Congenital bile duct ectasia is a relatively rare disease of the biliary system, also known as congenital bile duct cyst. The disorder usually develops in childhood, but it can also develop in adulthood. Congenital bile duct dilation can lead to poor bile flow, causing symptoms such as pain, jaundice, and in severe cases, liver failure.
Congenital bile duct dilation** may include a variety of factors such as genetics, environment, etc. This condition usually requires surgery** to restore the normal function of the biliary system. Surgical methods include cyst resection, hepatic canal and jejunal anastomosis, etc.

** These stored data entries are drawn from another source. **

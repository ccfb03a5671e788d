pub mod env;
pub mod logger;
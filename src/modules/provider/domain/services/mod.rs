pub mod module_factory;

pub use module_factory::{FnModuleFactory, LoadScope, ModuleFactory, ModuleHandlers};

In the case of congenital bile duct dilation, the following points need to be noted:
1.Timely diagnosis and**: Once congenital bile duct dilation is found, you should seek medical attention as soon as possible for diagnosis and ** to avoid aggravation of the condition and life-threatening.
2.Surgery**: For congenital bile duct dilation, surgery is the main** method. The goal of surgery is to remove the cyst and restore the normal function of the biliary system.
3.Post-operative care: After the operation, it is necessary to closely observe the patient's vital signs, pay attention to dietary adjustment, and avoid complications such as infection.
4.Prevention**: Regular follow-up examinations are required after surgery to detect and deal with possible **conditions in a timely manner.
In conclusion, congenital bile duct ectasia is a relatively serious disease of the biliary system, which needs to be diagnosed and diagnosed in time. In the process, it is necessary to pay attention to postoperative care and prevention** to avoid aggravation of the condition and life-threatening.